Aim of the task: Set down exactly the lines of the records from the top to the line containing "executed for its side effect"; include both.

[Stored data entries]
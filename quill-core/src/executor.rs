//! Query execution against a database client

use std::sync::Arc;

use futures::future::BoxFuture;
use serde::de::DeserializeOwned;
use serde::{Deserialize, Serialize};

use crate::builder::{Mode, Query};
use crate::compiler::CompiledQuery;
use crate::config::default_database;
use crate::{Error, Result, Value};

/// A result row, column name to JSON value in column order
pub type Row = serde_json::Map<String, serde_json::Value>;

/// Outcome of a statement executed for its side effect
#[derive(Debug, Clone, Copy, Default, PartialEq, Eq, Serialize, Deserialize)]
pub struct RunResult {
    pub rows_affected: u64,
    pub last_insert_id: Option<i64>,
}

/// A database client able to prepare statements
pub trait Database: Send + Sync {
    fn prepare(&self, sql: &str) -> Result<Box<dyn PreparedStatement>>;
}

/// A statement waiting for its positional parameters
pub trait PreparedStatement: Send {
    fn bind(self: Box<Self>, parameters: Vec<Value>) -> Box<dyn BoundStatement>;
}

/// A statement ready to execute
///
/// Errors from the underlying client are returned unchanged.
pub trait BoundStatement: Send {
    /// Execute and return every row
    fn all(self: Box<Self>) -> BoxFuture<'static, Result<Vec<Row>>>;

    /// Execute and return the first row, if any
    fn first(self: Box<Self>) -> BoxFuture<'static, Result<Option<Row>>>;

    /// Execute for side effects
    fn run(self: Box<Self>) -> BoxFuture<'static, Result<RunResult>>;
}

impl<R> Query<R> {
    /// Execute the query and return every row
    ///
    /// The query is validated first. For INSERT, UPDATE and DELETE the
    /// statement gets `RETURNING *` so the affected rows come back.
    pub async fn all(&self) -> Result<Vec<R>>
    where
        R: DeserializeOwned,
    {
        let rows = self.bound(true)?.all().await?;
        rows.into_iter().map(from_row).collect()
    }

    /// Execute the query and return the first row, if any
    pub async fn first(&self) -> Result<Option<R>>
    where
        R: DeserializeOwned,
    {
        self.bound(true)?.first().await?.map(from_row).transpose()
    }

    /// Execute the query for its side effect
    pub async fn run(&self) -> Result<RunResult> {
        self.bound(false)?.run().await
    }

    /// Run raw SQL with caller-supplied parameters, bypassing the builder
    pub async fn sql<T>(&self, sql: &str, parameters: Vec<Value>) -> Result<Vec<T>>
    where
        T: DeserializeOwned,
    {
        let rows = self.statement(sql, parameters)?.all().await?;
        rows.into_iter().map(from_row).collect()
    }

    /// Run raw SQL and return the first row, if any
    pub async fn sql_first<T>(&self, sql: &str, parameters: Vec<Value>) -> Result<Option<T>>
    where
        T: DeserializeOwned,
    {
        self.statement(sql, parameters)?
            .first()
            .await?
            .map(from_row)
            .transpose()
    }

    fn bound(&self, returning: bool) -> Result<Box<dyn BoundStatement>> {
        self.validate()?;

        let CompiledQuery {
            mut sql,
            parameters,
        } = self.compile();
        if returning && self.descriptor.effective_mode() != Some(Mode::Select) {
            sql.push_str(" RETURNING *");
        }

        self.statement(&sql, parameters)
    }

    fn statement(&self, sql: &str, parameters: Vec<Value>) -> Result<Box<dyn BoundStatement>> {
        let database = self.resolve_database()?;
        tracing::debug!(
            sql,
            parameters = %serde_json::Value::from_iter(parameters.iter().map(crate::Value::to_json)),
            "executing statement"
        );
        Ok(database.prepare(sql)?.bind(parameters))
    }

    fn resolve_database(&self) -> Result<Arc<dyn Database>> {
        self.options
            .get_database()
            .cloned()
            .or_else(default_database)
            .ok_or_else(|| {
                Error::configuration(
                    "no database configured, pass Options::database or call set_default_database",
                )
            })
    }
}

fn from_row<T: DeserializeOwned>(row: Row) -> Result<T> {
    Ok(serde_json::from_value(serde_json::Value::Object(row))?)
}
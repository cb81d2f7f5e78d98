use std::sync::Arc;

use quill_core::{ClauseStyle, Options, Query, SqliteDatabase, Table, Value};
use serde::Deserialize;

#[derive(Debug, Deserialize)]
#[allow(dead_code)]
struct Shader {
    id: i64,
    title: String,
    user_id: i64,
}

struct Shaders;

impl Table for Shaders {
    const NAME: &'static str = "shaders";
    type Row = Shader;
}

#[tokio::main]
async fn main() -> Result<(), Box<dyn std::error::Error>> {
    println!("=== Quill SQLite - Usage Example ===\n");

    let database = SqliteDatabase::connect("sqlite::memory:").await?;
    sqlx::query("CREATE TABLE shaders (id INTEGER PRIMARY KEY, title TEXT NOT NULL, user_id INTEGER NOT NULL)")
        .execute(database.pool())
        .await?;

    let options = Options::new()
        .database(Arc::new(database.clone()))
        .clause_style(ClauseStyle::Inline);
    let shaders = Query::for_table::<Shaders>(options);

    for (title, user_id) in [("plasma", 1), ("tunnel", 2), ("fire", 1)] {
        let result = shaders
            .insert_into("shaders", [("title", Value::from(title)), ("user_id", Value::from(user_id))])
            .run()
            .await?;
        println!("Inserted row {:?}", result.last_insert_id);
    }

    let latest = shaders.order_by("id DESC").limit(2).all().await?;
    println!("Latest: {:?}", latest);

    let renamed = shaders
        .update("shaders")
        .set([("title", "plasma v2")])
        .where_(("title", "=", "plasma"))
        .first()
        .await?;
    println!("Updated: {:?}", renamed);

    for column in shaders.table_info("shaders").await? {
        println!("Column {} {}", column.name, column.column_type);
    }

    Ok(())
}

Final answer:
filename quill-core/src/executor.rs
//! Query execution against a database client

use std::sync::Arc;

use futures::future::BoxFuture;
use serde::de::DeserializeOwned;
use serde::{Deserialize, Serialize};

use crate::builder::{Mode, Query};
use crate::compiler::CompiledQuery;
use crate::config::default_database;
use crate::{Error, Result, Value};

/// A result row, column name to JSON value in column order
pub type Row = serde_json::Map<String, serde_json::Value>;

/// Outcome of a statement executed for its side effect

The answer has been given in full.